Material for this task -
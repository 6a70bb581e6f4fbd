//! World, chunk, sub-chunk and shard coordinate types.
//!
//! Chunks are 16 blocks wide on X and Z and span the full world height, so
//! only the horizontal axes participate in chunk and shard addressing.

use std::fmt;

use crate::chunk::{CHUNK_SIZE_X, CHUNK_SIZE_Z};

/// Number of chunks along each horizontal edge of a shard.
pub const SHARD_SIZE: i32 = 16;

/// Largest chunk coordinate whose blocks have `i32` coordinates. The world
/// spans `[-MAX_CHUNK_COORD - 1, MAX_CHUNK_COORD]` on both horizontal axes.
pub const MAX_CHUNK_COORD: i32 = i32::MAX / CHUNK_SIZE_X as i32;

/// Identifies a chunk column in the world grid.
#[derive(Clone, Copy, Debug, PartialEq, Eq, Hash, PartialOrd, Ord, Default)]
pub struct ChunkCoord {
    /// Chunk-grid X coordinate.
    pub x: i32,
    /// Chunk-grid Z coordinate.
    pub z: i32,
}

impl ChunkCoord {
    /// Creates a new chunk coordinate.
    pub fn new(x: i32, z: i32) -> Self {
        Self { x, z }
    }

    /// Packs both axes into a single collision-free 64-bit key.
    ///
    /// X occupies the high 32 bits and Z the low 32 bits, both as their
    /// two's-complement bit patterns.
    pub fn key(self) -> u64 {
        (u64::from(self.x as u32) << 32) | u64::from(self.z as u32)
    }

    /// Inverse of [`ChunkCoord::key`].
    pub fn from_key(key: u64) -> Self {
        Self {
            x: (key >> 32) as u32 as i32,
            z: key as u32 as i32,
        }
    }

    /// Returns the absolute position of `sub` inside this chunk.
    ///
    /// Exact for chunks within [`MAX_CHUNK_COORD`]; beyond it the block
    /// coordinates wrap.
    pub fn block_pos(self, sub: SubChunkPos) -> BlockPos {
        BlockPos {
            x: self.x.wrapping_mul(CHUNK_SIZE_X as i32).wrapping_add(sub.x),
            y: sub.y,
            z: self.z.wrapping_mul(CHUNK_SIZE_Z as i32).wrapping_add(sub.z),
        }
    }

    /// Returns the shard that owns this chunk.
    pub fn shard_coord(self) -> ShardCoord {
        ShardCoord {
            x: self.x.div_euclid(SHARD_SIZE),
            z: self.z.div_euclid(SHARD_SIZE),
        }
    }

    /// Iterates over the square of side `2 * radius + 1` centred on this
    /// chunk, row-major with Z outer and X inner.
    ///
    /// A negative radius yields nothing.
    pub fn square(self, radius: i32) -> impl Iterator<Item = ChunkCoord> {
        let Self { x: cx, z: cz } = self;
        (cz - radius..=cz + radius)
            .flat_map(move |z| (cx - radius..=cx + radius).map(move |x| ChunkCoord { x, z }))
    }
}

impl fmt::Display for ChunkCoord {
    fn fmt(&self, f: &mut fmt::Formatter<'_>) -> fmt::Result {
        write!(f, "({}, {})", self.x, self.z)
    }
}

/// A position local to one chunk's voxel grid.
///
/// Components are signed so that out-of-range input can be represented and
/// rejected by bounds checks rather than wrapped.
#[derive(Clone, Copy, Debug, PartialEq, Eq, Hash, Default)]
pub struct SubChunkPos {
    /// Local X in `[0, 16)` when valid.
    pub x: i32,
    /// Local Y in `[0, 128)` when valid.
    pub y: i32,
    /// Local Z in `[0, 16)` when valid.
    pub z: i32,
}

impl SubChunkPos {
    /// Creates a new sub-chunk position. No validation is performed.
    pub fn new(x: i32, y: i32, z: i32) -> Self {
        Self { x, y, z }
    }
}

impl fmt::Display for SubChunkPos {
    fn fmt(&self, f: &mut fmt::Formatter<'_>) -> fmt::Result {
        write!(f, "({}, {}, {})", self.x, self.y, self.z)
    }
}

/// An absolute block position in the world.
#[derive(Clone, Copy, Debug, PartialEq, Eq, Hash, PartialOrd, Ord)]
pub struct BlockPos {
    /// World X.
    pub x: i32,
    /// World Y.
    pub y: i32,
    /// World Z.
    pub z: i32,
}

impl BlockPos {
    /// Creates a new block position.
    pub fn new(x: i32, y: i32, z: i32) -> Self {
        Self { x, y, z }
    }

    /// The chunk containing this block.
    pub fn chunk_coord(self) -> ChunkCoord {
        ChunkCoord {
            x: self.x.div_euclid(CHUNK_SIZE_X as i32),
            z: self.z.div_euclid(CHUNK_SIZE_Z as i32),
        }
    }

    /// This block's position relative to its chunk.
    pub fn sub_chunk(self) -> SubChunkPos {
        SubChunkPos {
            x: self.x.rem_euclid(CHUNK_SIZE_X as i32),
            y: self.y,
            z: self.z.rem_euclid(CHUNK_SIZE_Z as i32),
        }
    }
}

impl fmt::Display for BlockPos {
    fn fmt(&self, f: &mut fmt::Formatter<'_>) -> fmt::Result {
        write!(f, "({}, {}, {})", self.x, self.y, self.z)
    }
}

/// An absolute, fractional entity position in block units.
#[derive(Clone, Copy, Debug, PartialEq, Default)]
pub struct AbsPos {
    /// World X.
    pub x: f64,
    /// World Y.
    pub y: f64,
    /// World Z.
    pub z: f64,
}

impl AbsPos {
    /// Creates a new absolute position.
    pub fn new(x: f64, y: f64, z: f64) -> Self {
        Self { x, y, z }
    }

    /// The chunk containing this position.
    pub fn chunk_coord(self) -> ChunkCoord {
        ChunkCoord {
            x: (self.x / CHUNK_SIZE_X as f64).floor() as i32,
            z: (self.z / CHUNK_SIZE_Z as f64).floor() as i32,
        }
    }
}

/// Identifies a shard: a square region of [`SHARD_SIZE`]² chunks.
#[derive(Clone, Copy, Debug, PartialEq, Eq, Hash, PartialOrd, Ord)]
pub struct ShardCoord {
    /// Shard-grid X coordinate.
    pub x: i32,
    /// Shard-grid Z coordinate.
    pub z: i32,
}

impl ShardCoord {
    /// Creates a new shard coordinate.
    pub fn new(x: i32, z: i32) -> Self {
        Self { x, z }
    }

    /// Returns `true` if `chunk` lies inside this shard's region.
    pub fn contains(self, chunk: ChunkCoord) -> bool {
        chunk.shard_coord() == self
    }
}

impl fmt::Display for ShardCoord {
    fn fmt(&self, f: &mut fmt::Formatter<'_>) -> fmt::Result {
        write!(f, "{}.{}", self.x, self.z)
    }
}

Task goal - Look for the string "Creates" in the entries above. Copy every line that has it.

Task solution -
    /// Creates a new chunk coordinate.
    /// Creates a new sub-chunk position. No validation is performed.
    /// Creates a new block position.
    /// Creates a new absolute position.
    /// Creates a new shard coordinate.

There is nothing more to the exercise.